Defense of the so-called automatic stay in bankruptcy, which shields debtors from creditors’ payment demands, comes with a fee-shifting provision that requires losing creditors to pay their opponent’s legal bill. Mr. Selbach argues that without the rule, aggrieved debtors would have no recourse, because the legal bills often end up dwarfing the amount of recovered money.

Mr. Selbach calls a case he handled in 2009 “a perfect example” of how one of his assignments can go. Mr. Selbach’s client, who received an erroneous bill for a car loan payment, received no damages but didn’t have to pay the debt. Mr. Selbach made $12,800, and the creditor had to pay a $3,500 penalty for its failure to prevent bills from being sent to customers who have gone into bankruptcy.
“There should be consequences for violating these people’s rights,” Mr. Selbach told Bankruptcy Beat, acknowledging his clients’ aren’t obvious objects of sympathy. “They don’t have a leg missing. They haven’t been disabled for life. But that’s not the point.”

Last week, the same judge from the 2009 case, Judge Margaret Cangilos-Ruiz of the U.S. Bankruptcy Court in Syracuse, N.Y., chided Mr. Selbach for pushing a case too far in an apparent attempt to earn fees.

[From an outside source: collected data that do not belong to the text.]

use std::io::{ErrorKind, Read};
use std::time::{Duration, Instant};

use bytes::Buf;
use tracing::trace;

use crate::decoder::DecoderConfig;
use crate::error::{ProtocolError, Result};
use crate::pixels::{Palette, PixelBuffer};

/// Panel width in pixels.
pub const WIDTH: usize = 320;
/// Panel height in pixels.
pub const HEIGHT: usize = 240;
/// Record header: X, Y, width, height as little-endian `u16`.
pub const HEADER_SIZE: usize = 8;

const RETRY_INTERVAL: Duration = Duration::from_micros(200);

/// Target rectangle of one update record.
#[derive(Debug, Clone, Copy, PartialEq, Eq)]
pub struct UpdateRect {
    pub x: u16,
    pub y: u16,
    pub width: u16,
    pub height: u16,
}

impl UpdateRect {
    /// Parse a record header.
    ///
    /// Wire format:
    /// ```text
    /// ┌─────────┬─────────┬─────────┬─────────┬──────────────────────┐
    /// │ X (2B)  │ Y (2B)  │ W (2B)  │ H (2B)  │ W*H index bytes      │
    /// │ LE      │ LE      │ LE      │ LE      │ low nibble = index   │
    /// └─────────┴─────────┴─────────┴─────────┴──────────────────────┘
    /// ```
    pub fn parse(header: &[u8; HEADER_SIZE]) -> Self {
        let mut buf = &header[..];
        Self {
            x: buf.get_u16_le(),
            y: buf.get_u16_le(),
            width: buf.get_u16_le(),
            height: buf.get_u16_le(),
        }
    }

    /// Number of payload bytes following the header.
    pub fn area(&self) -> usize {
        self.width as usize * self.height as usize
    }

    pub fn is_empty(&self) -> bool {
        self.width == 0 || self.height == 0
    }

    fn check_bounds(&self) -> Result<()> {
        if self.x as usize + self.width as usize > WIDTH
            || self.y as usize + self.height as usize > HEIGHT
        {
            return Err(ProtocolError::OutOfBounds {
                x: self.x,
                y: self.y,
                width: self.width,
                height: self.height,
                max_width: WIDTH,
                max_height: HEIGHT,
            });
        }
        Ok(())
    }
}

/// Decoder for the 320×240 palette panel.
///
/// A batch is any number of rectangle records. Decoding stops cleanly when
/// the channel has nothing more at a record boundary; a record that starts
/// but cannot be completed is fatal.
pub struct IndexedDecoder {
    pixels: PixelBuffer,
    palette: Palette,
    config: DecoderConfig,
    payload: Vec<u8>,
}

impl Default for IndexedDecoder {
    fn default() -> Self {
        Self::new()
    }
}

impl IndexedDecoder {
    pub fn new() -> Self {
        Self::with_config(DecoderConfig::default())
    }

    pub fn with_config(config: DecoderConfig) -> Self {
        Self {
            pixels: PixelBuffer::new(WIDTH, HEIGHT),
            palette: Palette::indexed(),
            config,
            payload: Vec::new(),
        }
    }

    pub fn pixels(&self) -> &PixelBuffer {
        &self.pixels
    }

    pub fn palette(&self) -> &Palette {
        &self.palette
    }

    pub fn config(&self) -> &DecoderConfig {
        &self.config
    }

    /// Consume every complete record currently available.
    ///
    /// Returns the number of non-empty rectangles applied.
    pub fn apply<R: Read>(&mut self, reader: &mut R) -> Result<usize> {
        let mut applied = 0usize;

        loop {
            let mut header = [0u8; HEADER_SIZE];
            let got = fill(reader, &mut header, self.config.payload_timeout, false)?;
            if got == 0 {
                return Ok(applied);
            }
            if got < HEADER_SIZE {
                return Err(ProtocolError::TruncatedHeader {
                    got,
                    expected: HEADER_SIZE,
                });
            }

            let rect = UpdateRect::parse(&header);
            if rect.is_empty() {
                trace!(?rect, "skipping empty update");
                continue;
            }
            rect.check_bounds()?;

            let expected = rect.area();
            self.payload.resize(expected, 0);
            let got = fill(reader, &mut self.payload, self.config.payload_timeout, true)?;
            if got != expected {
                return Err(ProtocolError::TruncatedPayload { got, expected });
            }

            let (x, w) = (rect.x as usize, rect.width as usize);
            for (row, src) in self.payload.chunks_exact(w).enumerate() {
                let dst = &mut self.pixels.row_mut(rect.y as usize + row)[x..x + w];
                for (d, s) in dst.iter_mut().zip(src) {
                    *d = s & 0x0f;
                }
            }

            trace!(?rect, "applied indexed update");
            applied += 1;
        }
    }
}

/// Read until `buf` is full, the stream ends, or it stalls.
///
/// With `started == false` a stream with nothing pending returns 0 at once.
/// Otherwise a stalled stream is retried until `timeout` has passed since
/// the first stall.
fn fill<R: Read>(reader: &mut R, buf: &mut [u8], timeout: Duration, started: bool) -> Result<usize> {
    let mut filled = 0usize;
    let mut deadline: Option<Instant> = None;

    while filled < buf.len() {
        match reader.read(&mut buf[filled..]) {
            Ok(0) => break,
            Ok(n) => filled += n,
            Err(err) if err.kind() == ErrorKind::Interrupted => continue,
            Err(err) if err.kind() == ErrorKind::WouldBlock => {
                if filled == 0 && !started {
                    break;
                }
                let deadline = *deadline.get_or_insert_with(|| Instant::now() + timeout);
                if Instant::now() >= deadline {
                    break;
                }
                std::thread::sleep(RETRY_INTERVAL);
            }
            Err(err) => return Err(ProtocolError::Io(err)),
        }
    }

    Ok(filled)
}

#[cfg(test)]
mod tests {
    use std::io::Cursor;

    use bytes::{BufMut, BytesMut};

    use super::*;

    fn record(x: u16, y: u16, w: u16, h: u16, payload: &[u8], dst: &mut BytesMut) {
        dst.put_u16_le(x);
        dst.put_u16_le(y);
        dst.put_u16_le(w);
        dst.put_u16_le(h);
        dst.put_slice(payload);
    }

    fn fast() -> IndexedDecoder {
        IndexedDecoder::with_config(DecoderConfig {
            payload_timeout: Duration::from_millis(5),
        })
    }

    #[test]
    fn parse_header_little_endian() {
        let rect = UpdateRect::parse(&[0x10, 0x01, 0x02, 0x00, 0x03, 0x00, 0x04, 0x00]);
        assert_eq!(
            rect,
            UpdateRect {
                x: 0x110,
                y: 2,
                width: 3,
                height: 4
            }
        );
        assert_eq!(rect.area(), 12);
    }

    #[test]
    fn empty_stream_is_noop() {
        let mut decoder = IndexedDecoder::new();
        let applied = decoder.apply(&mut Cursor::new(Vec::new())).unwrap();
        assert_eq!(applied, 0);
    }

    #[test]
    fn applies_rectangle_row_major() {
        let mut wire = BytesMut::new();
        record(10, 20, 3, 2, &[1, 2, 3, 4, 5, 6], &mut wire);

        let mut decoder = IndexedDecoder::new();
        let applied = decoder.apply(&mut Cursor::new(wire.to_vec())).unwrap();
        assert_eq!(applied, 1);

        let px = decoder.pixels();
        assert_eq!(&px.row(20)[10..13], &[1, 2, 3]);
        assert_eq!(&px.row(21)[10..13], &[4, 5, 6]);
        assert_eq!(px.get(9, 20), 0);
        assert_eq!(px.get(13, 21), 0);
    }

    #[test]
    fn only_low_nibble_is_kept() {
        let mut wire = BytesMut::new();
        record(0, 0, 2, 1, &[0xf3, 0x2f], &mut wire);

        let mut decoder = IndexedDecoder::new();
        decoder.apply(&mut Cursor::new(wire.to_vec())).unwrap();
        assert_eq!(decoder.pixels().row(0)[..2], [0x3, 0xf]);
    }

    #[test]
    fn consumes_multiple_records_in_one_batch() {
        let mut wire = BytesMut::new();
        record(0, 0, 1, 1, &[7], &mut wire);
        record(319, 239, 1, 1, &[9], &mut wire);
        record(0, 0, 1, 1, &[8], &mut wire);

        let mut decoder = IndexedDecoder::new();
        let applied = decoder.apply(&mut Cursor::new(wire.to_vec())).unwrap();
        assert_eq!(applied, 3);
        assert_eq!(decoder.pixels().get(0, 0), 8);
        assert_eq!(decoder.pixels().get(319, 239), 9);
    }

    #[test]
    fn full_screen_update() {
        let payload = vec![0x05u8; WIDTH * HEIGHT];
        let mut wire = BytesMut::new();
        record(0, 0, WIDTH as u16, HEIGHT as u16, &payload, &mut wire);

        let mut decoder = IndexedDecoder::new();
        decoder.apply(&mut Cursor::new(wire.to_vec())).unwrap();
        assert_eq!(decoder.pixels().histogram()[5], WIDTH * HEIGHT);
    }

    #[test]
    fn zero_width_or_height_is_degenerate_noop() {
        let mut wire = BytesMut::new();
        record(5, 5, 0, 10, &[], &mut wire);
        record(5, 5, 10, 0, &[], &mut wire);
        record(400, 300, 0, 0, &[], &mut wire);

        let mut decoder = IndexedDecoder::new();
        let applied = decoder.apply(&mut Cursor::new(wire.to_vec())).unwrap();
        assert_eq!(applied, 0);
        assert_eq!(decoder.pixels().histogram()[0], WIDTH * HEIGHT);
    }

    #[test]
    fn rectangle_past_right_edge_is_fatal() {
        let mut wire = BytesMut::new();
        record(300, 0, 21, 1, &[0; 21], &mut wire);

        let mut decoder = IndexedDecoder::new();
        let err = decoder.apply(&mut Cursor::new(wire.to_vec())).unwrap_err();
        assert!(matches!(
            err,
            ProtocolError::OutOfBounds {
                x: 300,
                width: 21,
                ..
            }
        ));
    }

    #[test]
    fn rectangle_past_bottom_edge_is_fatal() {
        let mut wire = BytesMut::new();
        record(0, 240, 1, 1, &[0], &mut wire);

        let mut decoder = IndexedDecoder::new();
        let err = decoder.apply(&mut Cursor::new(wire.to_vec())).unwrap_err();
        assert!(matches!(err, ProtocolError::OutOfBounds { y: 240, .. }));
    }

    #[test]
    fn huge_coordinates_do_not_overflow() {
        let mut wire = BytesMut::new();
        record(u16::MAX, u16::MAX, u16::MAX, u16::MAX, &[], &mut wire);

        let mut decoder = fast();
        let err = decoder.apply(&mut Cursor::new(wire.to_vec())).unwrap_err();
        assert!(matches!(err, ProtocolError::OutOfBounds { .. }));
    }

    #[test]
    fn truncated_header_is_fatal() {
        let mut decoder = fast();
        let err = decoder
            .apply(&mut Cursor::new(vec![0u8, 0, 1]))
            .unwrap_err();
        assert!(matches!(
            err,
            ProtocolError::TruncatedHeader {
                got: 3,
                expected: 8
            }
        ));
    }

    #[test]
    fn truncated_payload_is_fatal() {
        let mut wire = BytesMut::new();
        record(0, 0, 4, 4, &[1; 10], &mut wire);

        let mut decoder = fast();
        let err = decoder.apply(&mut Cursor::new(wire.to_vec())).unwrap_err();
        assert!(matches!(
            err,
            ProtocolError::TruncatedPayload {
                got: 10,
                expected: 16
            }
        ));
    }

    #[test]
    fn stalled_payload_times_out() {
        let mut wire = BytesMut::new();
        record(0, 0, 2, 2, &[1, 1], &mut wire);
        let mut reader = DataThenWouldBlock {
            bytes: wire.to_vec(),
            pos: 0,
        };

        let mut decoder = fast();
        let err = decoder.apply(&mut reader).unwrap_err();
        assert!(matches!(
            err,
            ProtocolError::TruncatedPayload {
                got: 2,
                expected: 4
            }
        ));
    }

    #[test]
    fn would_block_at_boundary_ends_batch() {
        let mut wire = BytesMut::new();
        record(1, 1, 1, 1, &[4], &mut wire);
        let mut reader = DataThenWouldBlock {
            bytes: wire.to_vec(),
            pos: 0,
        };

        let mut decoder = fast();
        assert_eq!(decoder.apply(&mut reader).unwrap(), 1);
        assert_eq!(decoder.pixels().get(1, 1), 4);
    }

    #[test]
    fn byte_by_byte_delivery_is_reassembled() {
        let mut wire = BytesMut::new();
        record(2, 3, 2, 1, &[6, 7], &mut wire);
        let mut reader = ByteByByteReader {
            bytes: wire.to_vec(),
            pos: 0,
        };

        let mut decoder = IndexedDecoder::new();
        assert_eq!(decoder.apply(&mut reader).unwrap(), 1);
        assert_eq!(decoder.pixels().row(3)[2..4], [6, 7]);
    }

    #[test]
    fn payload_split_across_pipe_writes() {
        use std::io::Write;

        use simlink_channel::{pipe, Channel, ChannelKind};

        let p = pipe().unwrap();
        let mut rx = Channel::new(ChannelKind::DisplayIn, p.read);
        let mut tx = Channel::new(ChannelKind::KeyOut, p.write);
        rx.set_nonblocking(true).unwrap();

        let mut wire = BytesMut::new();
        record(0, 0, 4, 1, &[1, 2, 3, 4], &mut wire);
        let wire = wire.to_vec();

        // The decoder starts with only part of the payload pending.
        tx.write_all(&wire[..10]).unwrap();
        let writer = std::thread::spawn(move || {
            std::thread::sleep(Duration::from_millis(20));
            tx.write_all(&wire[10..]).unwrap();
        });

        let mut decoder = IndexedDecoder::new();
        let applied = decoder.apply(&mut rx).unwrap();
        writer.join().unwrap();

        assert_eq!(applied, 1);
        assert_eq!(decoder.pixels().row(0)[..4], [1, 2, 3, 4]);
    }

    struct DataThenWouldBlock {
        bytes: Vec<u8>,
        pos: usize,
    }

    impl Read for DataThenWouldBlock {
        fn read(&mut self, buf: &mut [u8]) -> std::io::Result<usize> {
            if self.pos >= self.bytes.len() {
                return Err(std::io::Error::from(ErrorKind::WouldBlock));
            }
            let n = (self.bytes.len() - self.pos).min(buf.len());
            buf[..n].copy_from_slice(&self.bytes[self.pos..self.pos + n]);
            self.pos += n;
            Ok(n)
        }
    }

    struct ByteByByteReader {
        bytes: Vec<u8>,
        pos: usize,
    }

    impl Read for ByteByByteReader {
        fn read(&mut self, buf: &mut [u8]) -> std::io::Result<usize> {
            if self.pos >= self.bytes.len() || buf.is_empty() {
                return Ok(0);
            }
            buf[0] = self.bytes[self.pos];
            self.pos += 1;
            Ok(1)
        }
    }
}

As the New York Law Journal (sub. req.) reported, a representative from a bank that automatically withdrew money from one of Mr. Selbach’s clients called Mr. Selbach to see if the payments should continue during the bankruptcy. He never called back, and the bank transferred more money out of the account, violating the stay.

Judge Cangilos-Ruiz wrote in her decision that “it would, in this court’s opinion, have been better practice for counsel to have returned the phone call and nipped in the bud the events which followed.” Despite the dressing down, Judge Cangilos-Ruiz awarded Mr. Selbach $164.50 in fees and expenses and told the bank to refund a $35 fee charged to the debtor.
Mr. Selbach told Bankruptcy Beat he plans to appeal the decision because the judge failed to conduct adequate discovery.

A consumer bankruptcy attorney since the late 1970s, Mr. Selbach says he started delving into his current specialty seven years ago because “I saw the need there.” He estimates he’s pursued more than a thousand cases since then, settling about half of them before they get to court.
Mr. Selbach bristles when judges and lawyers push back because they say they don’t want to create a cottage industry.

“First of all, what the heck is a cottage industry?” Mr. Selbach says. “If it means I have devoted my practice to a niche within a niche, then I am the proud owner of a cottage industry.”
He adds: “And really, is there a lawyer out there not doing it for a fee?”